(Stored records):
- Opening Delimiter -

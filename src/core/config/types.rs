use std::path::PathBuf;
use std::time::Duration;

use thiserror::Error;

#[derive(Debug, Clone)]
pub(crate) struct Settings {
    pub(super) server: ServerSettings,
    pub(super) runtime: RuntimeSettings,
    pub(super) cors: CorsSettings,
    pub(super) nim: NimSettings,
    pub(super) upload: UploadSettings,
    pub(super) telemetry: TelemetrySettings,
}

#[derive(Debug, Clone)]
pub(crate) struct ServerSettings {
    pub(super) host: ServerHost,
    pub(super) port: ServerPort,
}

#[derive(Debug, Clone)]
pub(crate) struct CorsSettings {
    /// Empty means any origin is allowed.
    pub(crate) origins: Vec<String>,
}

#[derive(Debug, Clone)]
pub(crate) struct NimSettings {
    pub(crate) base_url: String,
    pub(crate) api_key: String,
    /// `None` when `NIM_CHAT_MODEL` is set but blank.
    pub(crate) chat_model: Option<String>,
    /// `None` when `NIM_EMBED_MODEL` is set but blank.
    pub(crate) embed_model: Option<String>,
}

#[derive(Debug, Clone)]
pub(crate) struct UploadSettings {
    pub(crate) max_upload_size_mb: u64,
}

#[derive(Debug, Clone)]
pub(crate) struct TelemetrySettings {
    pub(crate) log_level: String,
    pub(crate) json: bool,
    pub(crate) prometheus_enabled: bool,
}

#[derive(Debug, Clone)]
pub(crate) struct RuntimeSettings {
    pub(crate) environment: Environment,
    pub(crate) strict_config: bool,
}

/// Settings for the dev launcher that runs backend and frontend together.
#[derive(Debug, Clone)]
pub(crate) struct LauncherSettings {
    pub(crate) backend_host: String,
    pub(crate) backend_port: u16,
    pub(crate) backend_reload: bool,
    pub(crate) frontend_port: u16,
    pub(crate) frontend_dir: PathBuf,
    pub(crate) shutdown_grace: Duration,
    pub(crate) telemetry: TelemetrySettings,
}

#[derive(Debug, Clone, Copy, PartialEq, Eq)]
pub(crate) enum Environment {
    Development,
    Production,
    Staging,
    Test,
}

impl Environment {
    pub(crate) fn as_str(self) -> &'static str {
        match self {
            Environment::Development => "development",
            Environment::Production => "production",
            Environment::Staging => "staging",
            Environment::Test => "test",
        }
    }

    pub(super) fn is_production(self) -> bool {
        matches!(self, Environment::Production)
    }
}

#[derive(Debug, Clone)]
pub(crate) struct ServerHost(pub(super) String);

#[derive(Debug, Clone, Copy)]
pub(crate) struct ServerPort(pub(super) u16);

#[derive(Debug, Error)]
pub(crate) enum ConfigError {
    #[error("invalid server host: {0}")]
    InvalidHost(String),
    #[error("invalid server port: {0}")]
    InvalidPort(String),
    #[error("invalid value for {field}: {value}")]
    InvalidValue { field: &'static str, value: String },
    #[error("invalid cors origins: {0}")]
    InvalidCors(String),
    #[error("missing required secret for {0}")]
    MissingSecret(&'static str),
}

- Closing Delimiter -

(REQUIRED WORK):
Word for word, restate the lines above.

(ANSWER BELOW):
filename src/core/config/types.rs
use std::path::PathBuf;
use std::time::Duration;

use thiserror::Error;

#[derive(Debug, Clone)]
pub(crate) struct Settings {
    pub(super) server: ServerSettings,
    pub(super) runtime: RuntimeSettings,
    pub(super) cors: CorsSettings,
    pub(super) nim: NimSettings,
    pub(super) upload: UploadSettings,
    pub(super) telemetry: TelemetrySettings,
}

#[derive(Debug, Clone)]
pub(crate) struct ServerSettings {
    pub(super) host: ServerHost,
    pub(super) port: ServerPort,
}

#[derive(Debug, Clone)]
pub(crate) struct CorsSettings {
    /// Empty means any origin is allowed.
    pub(crate) origins: Vec<String>,
}

#[derive(Debug, Clone)]
pub(crate) struct NimSettings {
    pub(crate) base_url: String,
    pub(crate) api_key: String,
    /// `None` when `NIM_CHAT_MODEL` is set but blank.
    pub(crate) chat_model: Option<String>,
    /// `None` when `NIM_EMBED_MODEL` is set but blank.
    pub(crate) embed_model: Option<String>,
}

#[derive(Debug, Clone)]
pub(crate) struct UploadSettings {
    pub(crate) max_upload_size_mb: u64,
}

#[derive(Debug, Clone)]
pub(crate) struct TelemetrySettings {
    pub(crate) log_level: String,
    pub(crate) json: bool,
    pub(crate) prometheus_enabled: bool,
}

#[derive(Debug, Clone)]
pub(crate) struct RuntimeSettings {
    pub(crate) environment: Environment,
    pub(crate) strict_config: bool,
}

/// Settings for the dev launcher that runs backend and frontend together.
#[derive(Debug, Clone)]
pub(crate) struct LauncherSettings {
    pub(crate) backend_host: String,
    pub(crate) backend_port: u16,
    pub(crate) backend_reload: bool,
    pub(crate) frontend_port: u16,
    pub(crate) frontend_dir: PathBuf,
    pub(crate) shutdown_grace: Duration,
    pub(crate) telemetry: TelemetrySettings,
}

#[derive(Debug, Clone, Copy, PartialEq, Eq)]
pub(crate) enum Environment {
    Development,
    Production,
    Staging,
    Test,
}

impl Environment {
    pub(crate) fn as_str(self) -> &'static str {
        match self {
            Environment::Development => "development",
            Environment::Production => "production",
            Environment::Staging => "staging",
            Environment::Test => "test",
        }
    }

    pub(super) fn is_production(self) -> bool {
        matches!(self, Environment::Production)
    }
}

#[derive(Debug, Clone)]
pub(crate) struct ServerHost(pub(super) String);

#[derive(Debug, Clone, Copy)]
pub(crate) struct ServerPort(pub(super) u16);

#[derive(Debug, Error)]
pub(crate) enum ConfigError {
    #[error("invalid server host: {0}")]
    InvalidHost(String),
    #[error("invalid server port: {0}")]
    InvalidPort(String),
    #[error("invalid value for {field}: {value}")]
    InvalidValue { field: &'static str, value: String },
    #[error("invalid cors origins: {0}")]
    InvalidCors(String),
    #[error("missing required secret for {0}")]
    MissingSecret(&'static str),
}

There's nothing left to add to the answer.